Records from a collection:
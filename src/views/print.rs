use chrono::Utc;

use super::{escape_html, format_date, format_date_short, format_timestamp};
use crate::models::employee::Employee;

const LIST_STYLES: &str = "\
body{font-family:Arial,sans-serif;padding:20px}\
.header{text-align:center;margin-bottom:30px}\
table{width:100%;border-collapse:collapse;margin-top:20px}\
th,td{border:1px solid #ddd;padding:8px;text-align:left}\
th{background-color:#f2f2f2;font-weight:bold}\
.profile-img{width:40px;height:40px;border-radius:50%;object-fit:cover}\
.status{padding:4px 8px;border-radius:12px;font-size:12px}\
.active{background-color:#d1fae5;color:#065f46}\
.inactive{background-color:#fee2e2;color:#991b1b}\
@media print{body{margin:0}.no-print{display:none}}\
";

const DETAIL_STYLES: &str = "\
body{font-family:Arial,sans-serif;padding:20px}\
.header{text-align:center;margin-bottom:30px}\
.employee-card{border:1px solid #ddd;padding:20px;border-radius:8px}\
.profile-img{width:100px;height:100px;border-radius:50%;object-fit:cover;margin:0 auto 20px;display:block}\
.info-row{display:flex;justify-content:space-between;margin-bottom:10px;padding:8px 0;border-bottom:1px solid #eee}\
.label{font-weight:bold}\
.status{padding:4px 12px;border-radius:20px;font-size:12px}\
.active{background-color:#d1fae5;color:#065f46}\
.inactive{background-color:#fee2e2;color:#991b1b}\
";

const PRINT_ON_LOAD: &str =
    "<script>window.addEventListener('load', () => window.print());</script>";

fn print_document(title: &str, styles: &str, body: &str) -> String {
    format!(
        "<!DOCTYPE html>\n<html>\n<head>\n<meta charset=\"utf-8\">\n<title>{}</title>\n\
<style>{}</style>\n</head>\n<body>\n{}\n{}\n</body>\n</html>\n",
        escape_html(title),
        styles,
        body,
        PRINT_ON_LOAD
    )
}

fn status_badge(employee: &Employee) -> String {
    let class = if employee.is_active { "active" } else { "inactive" };
    format!(
        "<span class=\"status {}\">{}</span>",
        class,
        employee.status_label()
    )
}

/// Printable roster table for whatever subset the filters let through.
pub fn employee_list_document(employees: &[&Employee]) -> String {
    let rows: String = employees
        .iter()
        .map(|employee| {
            format!(
                "<tr>\
<td>{id}</td>\
<td><img src=\"{image}\" alt=\"{name}\" class=\"profile-img\"></td>\
<td>{name}</td>\
<td>{gender}</td>\
<td>{dob}</td>\
<td>{state}</td>\
<td>{status}</td>\
</tr>",
                id = escape_html(&employee.id),
                image = escape_html(&employee.profile_image),
                name = escape_html(&employee.full_name),
                gender = employee.gender,
                dob = format_date_short(employee.dob),
                state = escape_html(&employee.state),
                status = status_badge(employee),
            )
        })
        .collect();
    let body = format!(
        "<div class=\"header\">\
<h1>Employee Management System</h1>\
<h2>Employee List</h2>\
<p>Generated on {generated}</p>\
<p>Total Employees: {total}</p>\
</div>\
<table>\
<thead><tr><th>ID</th><th>Profile</th><th>Full Name</th><th>Gender</th>\
<th>Date of Birth</th><th>State</th><th>Status</th></tr></thead>\
<tbody>{rows}</tbody>\
</table>",
        generated = format_date_short(Utc::now().date_naive()),
        total = employees.len(),
    );
    print_document("Employee List", LIST_STYLES, &body)
}

/// Printable detail card for one record.
pub fn employee_detail_document(employee: &Employee) -> String {
    let info_rows = [
        ("Employee ID:", escape_html(&employee.id)),
        ("Full Name:", escape_html(&employee.full_name)),
        ("Gender:", employee.gender.to_string()),
        ("Date of Birth:", format_date(employee.dob)),
        ("State:", escape_html(&employee.state)),
        ("Status:", status_badge(employee)),
        ("Created:", format_timestamp(employee.created_at)),
    ];
    let rows: String = info_rows
        .iter()
        .map(|(label, value)| {
            format!(
                "<div class=\"info-row\"><span class=\"label\">{label}</span><span>{value}</span></div>"
            )
        })
        .collect();
    let body = format!(
        "<div class=\"header\">\
<h1>Employee Details</h1>\
<p>Generated on {generated}</p>\
</div>\
<div class=\"employee-card\">\
<img src=\"{image}\" alt=\"{name}\" class=\"profile-img\">\
{rows}\
</div>",
        generated = format_date_short(Utc::now().date_naive()),
        image = escape_html(&employee.profile_image),
        name = escape_html(&employee.full_name),
    );
    print_document(
        &format!("Employee Details - {}", employee.full_name),
        DETAIL_STYLES,
        &body,
    )
}
pub mod config;
pub mod errors;
pub mod forms;
pub mod handlers;
pub mod models;
pub mod store;
pub mod utils;
pub mod views;
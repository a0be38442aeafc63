use std::env;
use std::path::PathBuf;

use crate::store::kv::DEFAULT_QUOTA_BYTES;

/// Runtime settings, all overridable through the environment.
#[derive(Debug, Clone)]
pub struct Config {
    pub bind_addr: String,
    pub data_dir: PathBuf,
    pub quota_bytes: usize,
}

impl Config {
    pub fn from_env() -> Config {
        let bind_addr = env::var("EMS_ADDR").unwrap_or_else(|_| "127.0.0.1:8080".to_string());
        let data_dir: PathBuf = env::var("EMS_DATA_DIR")
            .unwrap_or_else(|_| "./data".to_string())
            .into();
        let quota_bytes = env::var("EMS_STORAGE_QUOTA_BYTES")
            .ok()
            .and_then(|value| value.parse().ok())
            .unwrap_or(DEFAULT_QUOTA_BYTES);
        Config {
            bind_addr,
            data_dir,
            quota_bytes,
        }
    }

    pub fn storage_file(&self) -> PathBuf {
        self.data_dir.join("ems-storage.json")
    }
}
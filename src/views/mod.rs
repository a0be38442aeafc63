pub mod confirm;
pub mod dashboard;
pub mod form;
pub mod layout;
pub mod login;
pub mod print;

use chrono::{DateTime, NaiveDate, Utc};

use crate::forms::FieldError;

pub(crate) fn inline_error(errors: &[FieldError], field: &str) -> String {
    errors
        .iter()
        .find(|e| e.field == field)
        .map(|e| format!("<p class=\"error-text\">{}</p>", escape_html(&e.message)))
        .unwrap_or_default()
}

pub fn escape_html(value: &str) -> String {
    let mut out = String::with_capacity(value.len());
    for ch in value.chars() {
        match ch {
            '&' => out.push_str("&amp;"),
            '<' => out.push_str("&lt;"),
            '>' => out.push_str("&gt;"),
            '"' => out.push_str("&quot;"),
            '\'' => out.push_str("&#39;"),
            _ => out.push(ch),
        }
    }
    out
}

pub fn urlencode(value: &str) -> String {
    url::form_urlencoded::byte_serialize(value.as_bytes()).collect()
}

/// "May 15, 1990" style used on screens and the detail printout.
pub fn format_date(date: NaiveDate) -> String {
    date.format("%b %-d, %Y").to_string()
}

/// "5/15/1990" style used in the printed list table.
pub fn format_date_short(date: NaiveDate) -> String {
    date.format("%-m/%-d/%Y").to_string()
}

pub fn format_timestamp(timestamp: DateTime<Utc>) -> String {
    format_date(timestamp.date_naive())
}

#[derive(Debug, Clone, Copy, PartialEq, Eq)]
pub enum ToastKind {
    Success,
    Error,
}

impl ToastKind {
    pub fn as_str(&self) -> &'static str {
        match self {
            ToastKind::Success => "success",
            ToastKind::Error => "error",
        }
    }

    pub fn parse(value: &str) -> ToastKind {
        if value == "error" {
            ToastKind::Error
        } else {
            ToastKind::Success
        }
    }
}

/// One-shot notification banner, carried across redirects in the query
/// string.
#[derive(Debug, Clone)]
pub struct Toast {
    pub message: String,
    pub kind: ToastKind,
}

impl Toast {
    pub fn success(message: &str) -> Self {
        Toast {
            message: message.to_string(),
            kind: ToastKind::Success,
        }
    }

    pub fn error(message: &str) -> Self {
        Toast {
            message: message.to_string(),
            kind: ToastKind::Error,
        }
    }

    pub fn query_string(&self) -> String {
        format!("toast={}&kind={}", urlencode(&self.message), self.kind.as_str())
    }
}

pub fn not_found_page() -> String {
    layout::bare_page(
        "Page Not Found",
        None,
        "<div class=\"auth-card\" style=\"text-align:center\">\
<h1 style=\"font-size:2.5rem;margin-bottom:.5rem\">404</h1>\
<h2 style=\"margin-bottom:1rem\">Page Not Found</h2>\
<p style=\"color:#4b5563;margin-bottom:2rem\">The page you're looking for doesn't exist or has been moved.</p>\
<p><a class=\"btn btn-primary\" href=\"/dashboard\">Go to Dashboard</a></p>\
<p style=\"margin-top:1rem\"><a class=\"btn btn-outline\" href=\"/login\">Login</a></p>\
</div>",
    )
}

#[cfg(test)]
mod tests {
    use super::*;
    use chrono::TimeZone;

    #[test]
    fn escapes_markup_significant_characters() {
        assert_eq!(
            escape_html("<b>\"Bo & Co's\"</b>"),
            "&lt;b&gt;&quot;Bo &amp; Co&#39;s&quot;&lt;/b&gt;"
        );
    }

    #[test]
    fn dates_render_in_both_house_styles() {
        let date = NaiveDate::from_ymd_opt(1990, 5, 15).unwrap();
        assert_eq!(format_date(date), "May 15, 1990");
        assert_eq!(format_date_short(date), "5/15/1990");

        let created = Utc.with_ymd_and_hms(2024, 1, 2, 3, 4, 5).unwrap();
        assert_eq!(format_timestamp(created), "Jan 2, 2024");
    }

    #[test]
    fn toast_query_string_is_url_safe() {
        let toast = Toast::success("Login successful!");
        assert_eq!(toast.query_string(), "toast=Login+successful%21&kind=success");
    }
}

## Directions
In the entries above, which lines hold the string "parse"? Report all of them.

## Your response
            .and_then(|value| value.parse().ok())
    pub fn parse(value: &str) -> ToastKind {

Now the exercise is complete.